This doesn't stop people from making theories, but they'll be incomplete, inconsistent, or both.

So would you reject even the most basic explanation of what's going on with magic as a "pandora's box", or is there a middle ground that's acceptable in your opinion?

Man_Over_Game
2019-04-11, 10:26 AM
But introducing physics makes catgirls die. Seriously, magic and physics do not go together. None of the effects there make any sense whatsoever from a physical standpoint, so you'd just be adding arbitrary results and making things more complicated.

5e (in particular) seems to assume that spells are black boxes. We know how to make them go, but the underlying theory is a mystery. They do exactly what they say they do, nothing more. Ray of frost does not, in particular, freeze things unless it interacts with something that says it gets frozen by it. Cold damage isn't achieved by lowering the temperature (the physics there says "not a chance"), but by imposing a state of anti-heat momentarily on something. Elemental cold is a thing. Fireball doesn't superheat the air (see the attempt to determine what temperature it is on the other thread in the 3e forum, which basically came to the conclusion that doing so was meaningless and self-contradictory), it imposes a state of elemental Fire on things, dealing damage and melting/burning things that way.

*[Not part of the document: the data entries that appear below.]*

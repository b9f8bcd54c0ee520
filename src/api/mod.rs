//! HTTP API module for the allocation engine.
//!
//! This module provides the REST API endpoints for allocating a billing
//! period's electricity cost, listing the registered rooms, and health checks.

mod cache;
mod handlers;
mod request;
mod response;
mod state;

pub use cache::ResultCache;
pub use handlers::create_router;
pub use request::{CalculationRequest, RoomEntry};
pub use response::{ApiError, ApiErrorResponse, HealthResponse};
pub use state::AppState;
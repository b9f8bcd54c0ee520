//! Laundry record and cycle count models.
//!
//! The laundry log is append-only: one [`LaundryRecord`] per wash cycle.
//! The engine never looks at timestamps; it consumes [`LaundryCount`]s,
//! which [`count_cycles`] derives from the log for a given month.

use std::collections::BTreeMap;

use chrono::NaiveDateTime;
use serde::{Deserialize, Serialize};

use super::{BillingMonth, RoomId};

/// One wash cycle recorded for a room.
#[derive(Debug, Clone, PartialEq, Eq, Serialize, Deserialize)]
#[serde(rename_all = "camelCase")]
pub struct LaundryRecord {
    /// Record identifier assigned by the laundry store.
    pub id: u64,
    /// The room that ran the cycle.
    pub room_id: RoomId,
    /// When the cycle was recorded.
    pub created_at: NaiveDateTime,
}

/// Number of wash cycles a room ran in one billing month.
#[derive(Debug, Clone, Copy, PartialEq, Eq, Serialize, Deserialize)]
#[serde(rename_all = "camelCase")]
pub struct LaundryCount {
    /// The room the cycles belong to.
    pub room_id: RoomId,
    /// Cycles counted in the month.
    pub count: u32,
}

/// Counts wash cycles per room for the given month.
///
/// Records outside the month are ignored. The result is ordered by room id
/// and contains only rooms with at least one cycle.
///
/// # Example
///
/// ```
/// use allocation_engine::models::{count_cycles, BillingMonth, LaundryRecord};
/// use chrono::NaiveDateTime;
///
/// let at = |s: &str| NaiveDateTime::parse_from_str(s, "%Y-%m-%d %H:%M:%S").unwrap();
/// let records = vec![
///     LaundryRecord { id: 1, room_id: 2, created_at: at("2025-10-01 08:00:00") },
///     LaundryRecord { id: 2, room_id: 2, created_at: at("2025-10-15 19:30:00") },
///     LaundryRecord { id: 3, room_id: 1, created_at: at("2025-09-30 22:00:00") },
/// ];
///
/// let month: BillingMonth = "2025-10".parse().unwrap();
/// let counts = count_cycles(&records, month);
///
/// assert_eq!(counts.len(), 1);
/// assert_eq!(counts[0].room_id, 2);
/// assert_eq!(counts[0].count, 2);
/// ```
pub fn count_cycles(records: &[LaundryRecord], month: BillingMonth) -> Vec<LaundryCount> {
    let mut counts: BTreeMap<RoomId, u32> = BTreeMap::new();
    for record in records.iter().filter(|r| month.contains(r.created_at)) {
        *counts.entry(record.room_id).or_default() += 1;
    }

    counts
        .into_iter()
        .map(|(room_id, count)| LaundryCount { room_id, count })
        .collect()
}

/// Merges count entries by room, summing repeated entries.
///
/// Counts are `u64` so that summing many `u32` entries cannot overflow.
pub fn merge_counts(counts: &[LaundryCount]) -> BTreeMap<RoomId, u64> {
    let mut merged: BTreeMap<RoomId, u64> = BTreeMap::new();
    for entry in counts {
        *merged.entry(entry.room_id).or_default() += u64::from(entry.count);
    }
    merged
}
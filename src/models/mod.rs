//! Core data models for the allocation engine.
//!
//! This module contains all the domain models used throughout the engine.

mod allocation_result;
mod billing_period;
mod laundry;
mod meter_reading;
mod room;

pub use allocation_result::{
    AllocationResult, AuditStep, AuditTrace, AuditWarning, RoomAllocation, SplitBasis,
};
pub use billing_period::{BillingMonth, BillingPeriod};
pub use laundry::{LaundryCount, LaundryRecord, count_cycles, merge_counts};
pub use meter_reading::MeterReading;
pub use room::{Room, RoomId, RoomRegistry};
//! Configuration loading and management for the allocation engine.
//!
//! This module provides functionality to load the engine configuration from
//! YAML files, including settlement settings, server settings and the room
//! registry.
//!
//! # Example
//!
//! ```no_run
//! use allocation_engine::config::ConfigLoader;
//!
//! let config = ConfigLoader::load("./config/default").unwrap();
//! println!("Loaded property: {}", config.metadata().name);
//! ```

mod loader;
mod types;

pub use loader::ConfigLoader;
pub use types::{
    CacheSettings, EngineConfig, EngineMetadata, RoomsConfig, ServerSettings, SettlementSettings,
};
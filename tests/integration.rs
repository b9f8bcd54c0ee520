//! Integration tests for the allocation engine HTTP API.
//!
//! This test suite covers:
//! - Laundry-weighted and equal shared-usage splits
//! - Monetary settlement and rounding reconciliation
//! - The configured room registry and per-request overrides
//! - Legacy field names and raw laundry records
//! - Error cases
//! - Response shape and determinism

use axum::{
    Router,
    body::Body,
    http::{Request, StatusCode},
};
use serde_json::{Value, json};
use tower::ServiceExt;

use allocation_engine::api::{AppState, create_router};
use allocation_engine::config::ConfigLoader;

// =============================================================================
// Test Helpers
// =============================================================================

fn create_test_state() -> AppState {
    let config = ConfigLoader::load("./config/default").expect("Failed to load config");
    AppState::new(config)
}

fn create_router_for_test() -> Router {
    create_router(create_test_state())
}

async fn send(router: Router, request: Request<Body>) -> (StatusCode, Value) {
    let response = router.oneshot(request).await.unwrap();

    let status = response.status();
    let body_bytes = axum::body::to_bytes(response.into_body(), usize::MAX)
        .await
        .unwrap();
    let json: Value = serde_json::from_slice(&body_bytes).unwrap();

    (status, json)
}

async fn post_calculate(router: Router, body: Value) -> (StatusCode, Value) {
    send(
        router,
        Request::builder()
            .method("POST")
            .uri("/api/electric/calculate")
            .header("Content-Type", "application/json")
            .body(Body::from(body.to_string()))
            .unwrap(),
    )
    .await
}

fn reading(room_id: u64, start: i64, end: i64) -> Value {
    json!({ "roomId": room_id, "startElectric": start, "endElectric": end })
}

fn laundry(room_id: u64, count: u32) -> Value {
    json!({ "roomId": room_id, "count": count })
}

/// A request with an empty room override, so only the given readings count.
fn create_request(
    total_money: i64,
    total_electricity: i64,
    readings: Vec<Value>,
    laundry_counts: Vec<Value>,
) -> Value {
    json!({
        "month": "2025-10",
        "totalMoney": total_money,
        "totalElectricity": total_electricity,
        "readings": readings,
        "laundryCounts": laundry_counts,
        "rooms": []
    })
}

fn room<'a>(result: &'a Value, room_id: u64) -> &'a Value {
    result["rooms"]
        .as_array()
        .unwrap()
        .iter()
        .find(|r| r["roomId"] == room_id)
        .unwrap_or_else(|| panic!("room {} not in result", room_id))
}

fn sum_of(result: &Value, field: &str) -> i64 {
    result["rooms"]
        .as_array()
        .unwrap()
        .iter()
        .map(|r| r[field].as_i64().unwrap())
        .sum()
}

fn assert_error_code(status: StatusCode, body: &Value, expected: &str) {
    assert_eq!(status, StatusCode::BAD_REQUEST, "body: {}", body);
    assert_eq!(body["code"], expected, "body: {}", body);
}

fn warning_codes(result: &Value) -> Vec<String> {
    result["auditTrace"]["warnings"]
        .as_array()
        .unwrap()
        .iter()
        .map(|w| w["code"].as_str().unwrap().to_string())
        .collect()
}

// =============================================================================
// SECTION 1: Shared Usage Apportionment
// =============================================================================

#[tokio::test]
async fn test_shared_usage_weighted_by_laundry_cycles() {
    let request = create_request(
        350_000,
        100,
        vec![reading(1, 100, 150), reading(2, 200, 230)],
        vec![laundry(1, 3), laundry(2, 1)],
    );

    let (status, result) = post_calculate(create_router_for_test(), request).await;

    assert_eq!(status, StatusCode::OK);
    assert_eq!(room(&result, 1)["directUsage"], 50);
    assert_eq!(room(&result, 1)["sharedUsage"], 15);
    assert_eq!(room(&result, 1)["totalUsage"], 65);
    assert_eq!(room(&result, 2)["directUsage"], 30);
    assert_eq!(room(&result, 2)["sharedUsage"], 5);
    assert_eq!(room(&result, 2)["totalUsage"], 35);
    assert_eq!(result["sharedElectricity"], 20);
    assert_eq!(result["splitBasis"], "laundry_cycles");
}

#[tokio::test]
async fn test_overconsumed_meter_is_rejected() {
    let request = create_request(
        350_000,
        70,
        vec![reading(1, 100, 150), reading(2, 200, 230)],
        vec![laundry(1, 3), laundry(2, 1)],
    );

    let (status, body) = post_calculate(create_router_for_test(), request).await;

    assert_error_code(status, &body, "OVERCONSUMED_METER");
    assert!(body["message"].as_str().unwrap().contains("80"));
}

Physics does not work as it does in the real world, and any attempt to do so both devalues the magic and real physics (by making it lie).

It's not necessarily about using real world physics, it's about having consistency.

Damage, for example, is an abstraction in 5e. It doesn't represent real wounds all the time, and I don't think it should. There SHOULD be a supernatural aspect with the fact that a warrior with a sword can fight a friggin' dragon.

All I'm asking is for it to make a mild bit of sense. Like answering how metal or water interacts with lightning magic (and it DOES interact with some, but not all, lightning). Or explaining how magical water interacts with magical cold. Or just simply explaining how weight plays a factor in damage.

None of these things are explained, and it all feels very arbitrary, sloppy, and lazy. Like the solution was to say "well, magic's weird, amirite?" and decide to ignore that part of the universe.

There's not even an explanation as to how magical fire or magical cold interacts with real world objects. Like each spell is designed to implement their own laws of physics, while still being randomly consistent (like how Lightning Bolt and Burning Hands can set things on fire, but Flame Blade and Flame Strike do not).

If things are consistent, I can set a scenario or expectations in how things are going to react. Without that consistency, I might as well do what the developers did (which is throw my hands up in the air).

Quertus
2019-04-11, 10:30 AM
I feel like this logic of "if it's explained, it breaks" was pulled from discussions on the nature of HP.

PhoenixPhyre
2019-04-11, 10:42 AM
So would you reject even the most basic explanation of what's going on with magic as a "pandora's box", or is there a middle ground that's acceptable in your opinion?

As long as the explanation is not contractual and leaves large gaps of "you have no way of knowing that" both in-universe and out, I'm fine with explanations.


It's not necessarily about using real world physics, it's about having consistency.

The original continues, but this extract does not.